We all should be humble about anticipating the consequences of this crisis. But that doesn’t mean we can afford to ignore considering some of the key questions that this crisis already has begun to expose. Like the cataclysms of great depression and world war in the 1930s and1940s, this period similarly may end up becoming an era of intellectual ferment, where bold ideas about reform and renewal comingle with immediate requirements for responding to the pandemic.
My grandparents lived through the Great Depression in the United States, an experience that seared into them a habit for frugality. What will be the lasting effects on the generation that comes of age during the era of COVID-19? Will it lead to wariness of spending time around strangers? Will it alter consumption patterns, including in the entertainment, travel, and sports sectors?
At a macroeconomic level, will COVID-19 strengthen countries’ prioritization on national-level industrial mobilization? If so, we may soon begin to see greater emphasis on resilience and self-sufficiency over efficiencies gained through cross-border value chains. Such a shift could have significant consequences for Taiwan’s economy, given its role as a supplier of intermediate goods for complex global value chains.
At a global level, will multilateral institutions stand up to the challenges the world confronts? The early results have not been promising. The United Nations has struggled to mobilize collective action. No safety nets under the global economy have come into view. There is cause for concern that a defanged World Trade Organization will be capable of pushing back against protectionist forces. And there is diminishing hope that the World Health Organization will exercise capacity for creativity in ensuring that timely information is available to the 23 million people in Taiwan. If these institutions prove unworthy of this moment, where will resistance to forces calling for deglobalization emerge from?
At a societal level, will governments that have become significantly more intrusive in individuals’ lives during the crisis retreat back to their self-imposed pre-pandemic levels of surveillance and monitoring? Or will it become the new normal for governments to track individuals’ movements and personal health, all in the name of public safety?
This crisis also will raise fresh questions for Taiwan. It could lead to an intensification of cross-Strait tensions. Chinese authorities might nurture grievances about Taiwan’s early decision to halt shipments of medical supplies and its public references to COVID-19 as the “Wuhan virus.” Taiwan’s leaders also have no shortage of complaints about China’s handling of cross-Strait relations during the crisis, foremost among them Beijing’s prioritization on diplomatic point-scoring at the World Health Organization over considerations for individuals’ health and safety in Taiwan.
And in the United States, anger is building up around China’s negligent initial response to the outbreak of the virus. Some of this anger already has begun to be expressed through calls for the United States to show more visible support for Taiwan, including as a means of imposing costs on China.
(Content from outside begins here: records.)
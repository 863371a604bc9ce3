//! Interactive job market dashboard.
//!
//! The [`data`] module holds the pure load → filter → aggregate → estimate
//! pipeline; [`app`], [`state`] and [`ui`] are the egui front end that reruns
//! it on every input change.

pub mod app;
pub mod color;
pub mod config;
pub mod data;
pub mod state;
pub mod ui;
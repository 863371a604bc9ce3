use eframe::egui::{self, Color32, RichText, Ui};

use crate::data::estimate::{MarketComparison, MAX_EXPERIENCE_YEARS};
use crate::data::filter::{CityFilter, RoleCategory};
use crate::data::pipeline::{DashboardSnapshot, EstimatorInputs};
use crate::state::AppState;
use crate::ui::format::{currency, currency_or};

// ---------------------------------------------------------------------------
// Left side panel – filter widgets
// ---------------------------------------------------------------------------

/// Render the left filter panel.
pub fn side_panel(ui: &mut Ui, state: &mut AppState) {
    ui.heading("Filter Options");
    ui.separator();

    let Some(table) = state.table.clone() else {
        ui.label("No dataset loaded.");
        return;
    };

    // ---- City ----
    ui.strong("Select City");
    let mut city = state.inputs.criteria.city.clone();
    egui::ComboBox::from_id_salt("city_filter")
        .selected_text(city.to_string())
        .width(ui.available_width())
        .show_ui(ui, |ui: &mut Ui| {
            ui.selectable_value(&mut city, CityFilter::All, "All");
            for name in table.cities() {
                ui.selectable_value(&mut city, CityFilter::City(name.clone()), name.as_str());
            }
        });
    state.set_city(city);

    ui.add_space(8.0);

    // ---- Role ----
    ui.strong("Role Type");
    let mut role = state.inputs.criteria.role;
    egui::ComboBox::from_id_salt("role_filter")
        .selected_text(role.to_string())
        .width(ui.available_width())
        .show_ui(ui, |ui: &mut Ui| {
            for option in RoleCategory::OPTIONS {
                ui.selectable_value(&mut role, option, option.to_string());
            }
        });
    state.set_role(role);
}

// ---------------------------------------------------------------------------
// Top bar
// ---------------------------------------------------------------------------

/// Render the top menu / toolbar.
pub fn top_bar(ui: &mut Ui, state: &mut AppState) {
    egui::menu::bar(ui, |ui: &mut Ui| {
        ui.menu_button("File", |ui: &mut Ui| {
            if ui.button("Open…").clicked() {
                open_file_dialog(state);
                ui.close_menu();
            }
            if ui.button("Reload").clicked() {
                state.reload();
                ui.close_menu();
            }
        });

        ui.separator();

        if let (Some(table), Some(snap)) = (&state.table, &state.snapshot) {
            ui.label(format!(
                "{} postings loaded, {} matching",
                table.len(),
                snap.metrics.total_jobs
            ));
            ui.separator();
        }

        if let Some(msg) = &state.status_message {
            ui.label(RichText::new(msg).color(Color32::RED));
        }
    });
}

// ---------------------------------------------------------------------------
// Market overview
// ---------------------------------------------------------------------------

fn metric_card(ui: &mut Ui, label: &str, value: String) {
    egui::Frame::group(ui.style()).show(ui, |ui: &mut Ui| {
        ui.set_min_width(ui.available_width());
        ui.label(label);
        ui.label(RichText::new(value).size(24.0).strong());
    });
}

/// Headline numbers, with sentinels for empty subsets.
pub fn market_overview(ui: &mut Ui, snap: &DashboardSnapshot, symbol: &str) {
    let m = &snap.metrics;

    ui.columns(3, |cols: &mut [Ui]| {
        metric_card(&mut cols[0], "Total Jobs", m.total_jobs.to_string());
        metric_card(&mut cols[1], "Average Salary", currency_or(symbol, m.avg_salary, "N/A"));
        metric_card(
            &mut cols[2],
            "Tech Avg Salary",
            currency_or(symbol, m.tech_avg_salary, "No Tech Data"),
        );
    });

    ui.add_space(4.0);
    ui.label(match m.non_tech_avg_salary {
        Some(avg) => format!("Non-Tech Average Salary: {}", currency(symbol, avg)),
        None => "No Non-Tech Data".to_string(),
    });
}

// ---------------------------------------------------------------------------
// Salary predictor
// ---------------------------------------------------------------------------

pub fn salary_predictor(ui: &mut Ui, state: &mut AppState) {
    let mut inputs: EstimatorInputs = state.inputs.estimator;

    ui.add(
        egui::Slider::new(&mut inputs.experience_years, 0..=MAX_EXPERIENCE_YEARS)
            .text("Years of Experience"),
    );

    ui.horizontal(|ui: &mut Ui| {
        ui.label("Is this a Tech Role?");
        egui::ComboBox::from_id_salt("predictor_tech")
            .selected_text(if inputs.is_tech { "Yes" } else { "No" })
            .show_ui(ui, |ui: &mut Ui| {
                ui.selectable_value(&mut inputs.is_tech, false, "No");
                ui.selectable_value(&mut inputs.is_tech, true, "Yes");
            });
    });

    state.set_estimator_inputs(inputs);

    let Some(snap) = &state.snapshot else {
        return;
    };

    ui.add_space(6.0);
    ui.label(
        RichText::new(format!(
            "Estimated Salary: {}",
            currency(&state.currency_symbol, snap.predicted_salary)
        ))
        .size(20.0)
        .color(Color32::from_rgb(60, 180, 90)),
    );

    let color = match snap.comparison {
        MarketComparison::Above => Color32::from_rgb(70, 140, 220),
        MarketComparison::Below => Color32::from_rgb(220, 170, 40),
        MarketComparison::NoData => Color32::GRAY,
    };
    ui.label(RichText::new(snap.comparison.to_string()).color(color));
}

// ---------------------------------------------------------------------------
// File dialog
// ---------------------------------------------------------------------------

pub fn open_file_dialog(state: &mut AppState) {
    let file = rfd::FileDialog::new()
        .set_title("Open job postings")
        .add_filter("Supported files", &["csv", "json", "parquet", "pq"])
        .add_filter("CSV", &["csv"])
        .add_filter("JSON", &["json"])
        .add_filter("Parquet", &["parquet", "pq"])
        .pick_file();

    if let Some(path) = file {
        state.load_source(&path);
    }
}
use std::collections::BTreeSet;
use std::fmt;

use serde::de::{self, Deserializer, Visitor};
use serde::{Deserialize, Serialize};

// ---------------------------------------------------------------------------
// Column names
// ---------------------------------------------------------------------------

pub const COL_LOCATION: &str = "location";
pub const COL_IS_TECH: &str = "is_tech";
pub const COL_SALARY: &str = "averageSalary";
pub const COL_EXPERIENCE: &str = "averageExperience";

/// Columns every source must provide.  Anything else is ignored.
pub const REQUIRED_COLUMNS: [&str; 4] = [COL_LOCATION, COL_IS_TECH, COL_SALARY, COL_EXPERIENCE];

// ---------------------------------------------------------------------------
// JobPosting – one row of the dataset
// ---------------------------------------------------------------------------

/// A single job posting.
#[derive(Debug, Clone, PartialEq, Serialize, Deserialize)]
pub struct JobPosting {
    /// City name, used verbatim as a categorical key.
    pub location: String,
    #[serde(deserialize_with = "deserialize_flag")]
    pub is_tech: bool,
    #[serde(rename = "averageSalary")]
    pub average_salary: f64,
    /// Years of experience.
    #[serde(rename = "averageExperience")]
    pub average_experience: f64,
}

/// Parse the textual spellings a cleaned export may use for a boolean flag.
pub fn parse_flag(s: &str) -> Option<bool> {
    match s.trim() {
        "true" | "True" | "TRUE" | "1" | "yes" | "Yes" | "YES" => Some(true),
        "false" | "False" | "FALSE" | "0" | "no" | "No" | "NO" => Some(false),
        _ => None,
    }
}

/// Accepts real booleans (JSON), 0/1 integers and the spellings in [`parse_flag`].
fn deserialize_flag<'de, D>(deserializer: D) -> Result<bool, D::Error>
where
    D: Deserializer<'de>,
{
    struct FlagVisitor;

    impl Visitor<'_> for FlagVisitor {
        type Value = bool;

        fn expecting(&self, f: &mut fmt::Formatter<'_>) -> fmt::Result {
            f.write_str("a boolean flag (true/false, True/False, 1/0, yes/no)")
        }

        fn visit_bool<E: de::Error>(self, v: bool) -> Result<bool, E> {
            Ok(v)
        }

        fn visit_i64<E: de::Error>(self, v: i64) -> Result<bool, E> {
            match v {
                0 => Ok(false),
                1 => Ok(true),
                other => Err(E::invalid_value(de::Unexpected::Signed(other), &self)),
            }
        }

        fn visit_u64<E: de::Error>(self, v: u64) -> Result<bool, E> {
            match v {
                0 => Ok(false),
                1 => Ok(true),
                other => Err(E::invalid_value(de::Unexpected::Unsigned(other), &self)),
            }
        }

        fn visit_f64<E: de::Error>(self, v: f64) -> Result<bool, E> {
            if v == 0.0 {
                Ok(false)
            } else if v == 1.0 {
                Ok(true)
            } else {
                Err(E::invalid_value(de::Unexpected::Float(v), &self))
            }
        }

        fn visit_str<E: de::Error>(self, v: &str) -> Result<bool, E> {
            parse_flag(v).ok_or_else(|| E::invalid_value(de::Unexpected::Str(v), &self))
        }
    }

    deserializer.deserialize_any(FlagVisitor)
}

// ---------------------------------------------------------------------------
// JobTable – the complete loaded dataset
// ---------------------------------------------------------------------------

/// An immutable table of postings with the distinct city index pre-computed.
#[derive(Debug, Clone, PartialEq, Default)]
pub struct JobTable {
    postings: Vec<JobPosting>,
    /// Sorted distinct `location` values.
    cities: BTreeSet<String>,
}

impl JobTable {
    /// Build the city index from the loaded postings.
    pub fn from_postings(postings: Vec<JobPosting>) -> Self {
        let cities = postings.iter().map(|p| p.location.clone()).collect();
        JobTable { postings, cities }
    }

    pub fn postings(&self) -> &[JobPosting] {
        &self.postings
    }

    pub fn cities(&self) -> &BTreeSet<String> {
        &self.cities
    }

    /// Number of postings.
    pub fn len(&self) -> usize {
        self.postings.len()
    }

    /// Whether the table has no rows.
    pub fn is_empty(&self) -> bool {
        self.postings.is_empty()
    }
}

#[cfg(test)]
mod tests {
    use super::*;

    fn posting(location: &str) -> JobPosting {
        JobPosting {
            location: location.to_string(),
            is_tech: false,
            average_salary: 100_000.0,
            average_experience: 1.0,
        }
    }

    #[test]
    fn test_cities_are_sorted_and_distinct() {
        let table = JobTable::from_postings(vec![posting("Pune"), posting("Bengaluru"), posting("Pune")]);
        let cities: Vec<&str> = table.cities().iter().map(String::as_str).collect();
        assert_eq!(cities, vec!["Bengaluru", "Pune"]);
        assert_eq!(table.len(), 3);
    }

    #[test]
    fn test_locations_are_not_normalised() {
        let table = JobTable::from_postings(vec![posting("pune"), posting("Pune"), posting("Pune ")]);
        assert_eq!(table.cities().len(), 3);
    }

    #[test]
    fn test_parse_flag_spellings() {
        assert_eq!(parse_flag("True"), Some(true));
        assert_eq!(parse_flag("false"), Some(false));
        assert_eq!(parse_flag("1"), Some(true));
        assert_eq!(parse_flag("No"), Some(false));
        assert_eq!(parse_flag("maybe"), None);
    }

    #[test]
    fn test_deserialize_flag_from_json_bool() {
        let json = r#"{"location":"Delhi","is_tech":true,"averageSalary":5.0,"averageExperience":2}"#;
        let p: JobPosting = serde_json::from_str(json).unwrap();
        assert!(p.is_tech);
        assert_eq!(p.average_experience, 2.0);
    }

    #[test]
    fn test_deserialize_flag_rejects_other_integers() {
        let json = r#"{"location":"Delhi","is_tech":3,"averageSalary":5.0,"averageExperience":2}"#;
        assert!(serde_json::from_str::<JobPosting>(json).is_err());
    }
}
/// Data layer: core types, loading, filtering and aggregation.
///
/// Architecture:
/// ```text
///  .csv / .json / .parquet
///        │
///        ▼
///   ┌──────────┐
///   │  loader   │  parse file → JobTable
///   └──────────┘
///        │
///        ▼
///   ┌──────────┐
///   │  filter   │  city + role criteria → filtered JobTable
///   └──────────┘
///        │
///        ├──────────────┬──────────────┐
///        ▼              ▼              ▼
///   ┌──────────┐   ┌──────────┐   ┌──────────┐
///   │ metrics   │   │  views    │   │ estimate  │
///   └──────────┘   └──────────┘   └──────────┘
///        └──────── pipeline::run ──────┘
/// ```
pub mod aggregate;
pub mod error;
pub mod estimate;
pub mod filter;
pub mod loader;
pub mod metrics;
pub mod model;
pub mod pipeline;
pub mod views;
//! The whole dashboard computation as one pure function.
//!
//! The host calls [`run`] on every input change; nothing here is cached.

use super::estimate::{MarketComparison, SalaryEstimator};
use super::filter::{self, FilterCriteria};
use super::metrics::{compute_metrics, MarketMetrics};
use super::model::JobTable;
use super::views::{
    city_ranking, experience_trend, salary_histogram, CityAverage, SalaryHistogram, TrendPoint,
    DEFAULT_HISTOGRAM_BINS, DEFAULT_TOP_CITIES,
};

/// Values of the predictor controls.
#[derive(Debug, Clone, Copy, PartialEq, Eq)]
pub struct EstimatorInputs {
    pub experience_years: u32,
    pub is_tech: bool,
}

impl Default for EstimatorInputs {
    fn default() -> Self {
        Self {
            experience_years: 2,
            is_tech: false,
        }
    }
}

/// Everything the user can change between two runs.
#[derive(Debug, Clone, PartialEq, Eq, Default)]
pub struct DashboardInputs {
    pub criteria: FilterCriteria,
    pub estimator: EstimatorInputs,
}

/// Fixed knobs, taken from the configuration at start-up.
#[derive(Debug, Clone, Copy, PartialEq, Eq)]
pub struct PipelineSettings {
    pub histogram_bins: usize,
    pub top_cities: usize,
    pub estimator: SalaryEstimator,
}

impl Default for PipelineSettings {
    fn default() -> Self {
        Self {
            histogram_bins: DEFAULT_HISTOGRAM_BINS,
            top_cities: DEFAULT_TOP_CITIES,
            estimator: SalaryEstimator::default(),
        }
    }
}

/// One full render's worth of derived data.
#[derive(Debug, Clone, PartialEq)]
pub struct DashboardSnapshot {
    pub metrics: MarketMetrics,
    pub histogram: SalaryHistogram,
    pub trend: Vec<TrendPoint>,
    pub ranking: Vec<CityAverage>,
    pub predicted_salary: i64,
    pub comparison: MarketComparison,
}

pub fn run(table: &JobTable, inputs: &DashboardInputs, settings: &PipelineSettings) -> DashboardSnapshot {
    let filtered = filter::apply(table, &inputs.criteria);
    let rows = filtered.postings();

    let metrics = compute_metrics(rows);
    let histogram = salary_histogram(rows, settings.histogram_bins);
    let trend = experience_trend(rows);
    let ranking = city_ranking(rows, settings.top_cities);

    let predicted_salary = settings
        .estimator
        .estimate(inputs.estimator.experience_years, inputs.estimator.is_tech);
    let comparison = MarketComparison::compare(predicted_salary, &metrics);

    DashboardSnapshot {
        metrics,
        histogram,
        trend,
        ranking,
        predicted_salary,
        comparison,
    }
}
In other words, this crisis has exposed a range of fresh challenges and questions about the future, the answers of which presently are unknowable. But our inability to answer them must not impede our thinking on the types of outcomes that would be preferable, and steps that could be taken now to realize them later. We are standing at a hinge point in history. The decisions made now and in the coming months will have lasting consequences well into the future.